**Task requirements:** Retype each entry below precisely as it reads.

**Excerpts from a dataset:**

BEGIN

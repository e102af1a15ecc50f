//! Directory scanner module.
//!
//! Finds video files under library roots, guesses a searchable title from
//! the file name and derives the sibling artifact paths of a video.

use crate::models::media::ArtifactPresence;
use crate::utils::fs::is_video_file;
use crate::{Error, Result};
use std::path::{Path, PathBuf};
use walkdir::WalkDir;

/// Recursively collect video files under `root`.
///
/// Failing to read the root itself is an error. Problems below the root are
/// logged and skipped. Results are sorted by path.
pub fn collect_video_files(root: &Path) -> Result<Vec<PathBuf>> {
    tracing::info!("Collecting video files from {}", root.display());

    let mut videos = Vec::new();
    for entry in WalkDir::new(root).follow_links(false) {
        let entry = match entry {
            Ok(entry) => entry,
            Err(e) if e.depth() == 0 || e.path() == Some(root) => {
                return Err(Error::LibraryRootUnreadable {
                    path: root.display().to_string(),
                    reason: e.to_string(),
                });
            }
            Err(e) => {
                tracing::warn!("Failed to read entry under {}: {}", root.display(), e);
                continue;
            }
        };

        if entry.file_type().is_file() && is_video_file(entry.path()) {
            videos.push(entry.into_path());
        }
    }

    videos.sort();
    tracing::debug!("Found {} video files in {}", videos.len(), root.display());
    Ok(videos)
}

/// Guess a movie title from a file name without extension.
///
/// Release tags and quality markers follow the first dot, so the first
/// non-empty dot-separated segment is taken as the title.
pub fn guess_title(file_stem: &str) -> String {
    file_stem
        .split('.')
        .map(str::trim)
        .find(|s| !s.is_empty())
        .unwrap_or_default()
        .to_string()
}

/// Title heuristic applied to a full video path.
pub fn guess_title_from_path(video: &Path) -> String {
    video
        .file_stem()
        .map(|s| guess_title(&s.to_string_lossy()))
        .unwrap_or_default()
}

/// The three enrichment outputs that sit next to a video file.
#[derive(Debug, Clone, PartialEq, Eq)]
pub struct ArtifactPaths {
    /// `<basename>-poster.jpg`
    pub poster: PathBuf,
    /// `<basename>-fanart.jpg`
    pub fanart: PathBuf,
    /// `<basename>.nfo`
    pub sidecar: PathBuf,
}

impl ArtifactPaths {
    /// Derive artifact paths for a video. Pure; touches no disk.
    pub fn for_video(video: &Path) -> Self {
        let dir = video.parent().unwrap_or_else(|| Path::new(""));
        let base = video
            .file_stem()
            .map(|s| s.to_string_lossy().to_string())
            .unwrap_or_default();

        Self {
            poster: dir.join(format!("{}-poster.jpg", base)),
            fanart: dir.join(format!("{}-fanart.jpg", base)),
            sidecar: dir.join(format!("{}.nfo", base)),
        }
    }

    /// Stat the artifacts on disk.
    pub fn presence(&self) -> ArtifactPresence {
        ArtifactPresence {
            poster: self.poster.is_file(),
            fanart: self.fanart.is_file(),
            sidecar: self.sidecar.is_file(),
        }
    }
}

END

**Solution:**
repository e102af1a15ecc50f
//! Directory scanner module.
//!
//! Finds video files under library roots, guesses a searchable title from
//! the file name and derives the sibling artifact paths of a video.

use crate::models::media::ArtifactPresence;
use crate::utils::fs::is_video_file;
use crate::{Error, Result};
use std::path::{Path, PathBuf};
use walkdir::WalkDir;

/// Recursively collect video files under `root`.
///
/// Failing to read the root itself is an error. Problems below the root are
/// logged and skipped. Results are sorted by path.
pub fn collect_video_files(root: &Path) -> Result<Vec<PathBuf>> {
    tracing::info!("Collecting video files from {}", root.display());

    let mut videos = Vec::new();
    for entry in WalkDir::new(root).follow_links(false) {
        let entry = match entry {
            Ok(entry) => entry,
            Err(e) if e.depth() == 0 || e.path() == Some(root) => {
                return Err(Error::LibraryRootUnreadable {
                    path: root.display().to_string(),
                    reason: e.to_string(),
                });
            }
            Err(e) => {
                tracing::warn!("Failed to read entry under {}: {}", root.display(), e);
                continue;
            }
        };

        if entry.file_type().is_file() && is_video_file(entry.path()) {
            videos.push(entry.into_path());
        }
    }

    videos.sort();
    tracing::debug!("Found {} video files in {}", videos.len(), root.display());
    Ok(videos)
}

/// Guess a movie title from a file name without extension.
///
/// Release tags and quality markers follow the first dot, so the first
/// non-empty dot-separated segment is taken as the title.
pub fn guess_title(file_stem: &str) -> String {
    file_stem
        .split('.')
        .map(str::trim)
        .find(|s| !s.is_empty())
        .unwrap_or_default()
        .to_string()
}

/// Title heuristic applied to a full video path.
pub fn guess_title_from_path(video: &Path) -> String {
    video
        .file_stem()
        .map(|s| guess_title(&s.to_string_lossy()))
        .unwrap_or_default()
}

/// The three enrichment outputs that sit next to a video file.
#[derive(Debug, Clone, PartialEq, Eq)]
pub struct ArtifactPaths {
    /// `<basename>-poster.jpg`
    pub poster: PathBuf,
    /// `<basename>-fanart.jpg`
    pub fanart: PathBuf,
    /// `<basename>.nfo`
    pub sidecar: PathBuf,
}

impl ArtifactPaths {
    /// Derive artifact paths for a video. Pure; touches no disk.
    pub fn for_video(video: &Path) -> Self {
        let dir = video.parent().unwrap_or_else(|| Path::new(""));
        let base = video
            .file_stem()
            .map(|s| s.to_string_lossy().to_string())
            .unwrap_or_default();

        Self {
            poster: dir.join(format!("{}-poster.jpg", base)),
            fanart: dir.join(format!("{}-fanart.jpg", base)),
            sidecar: dir.join(format!("{}.nfo", base)),
        }
    }

    /// Stat the artifacts on disk.
    pub fn presence(&self) -> ArtifactPresence {
        ArtifactPresence {
            poster: self.poster.is_file(),
            fanart: self.fanart.is_file(),
            sidecar: self.sidecar.is_file(),
        }
    }
}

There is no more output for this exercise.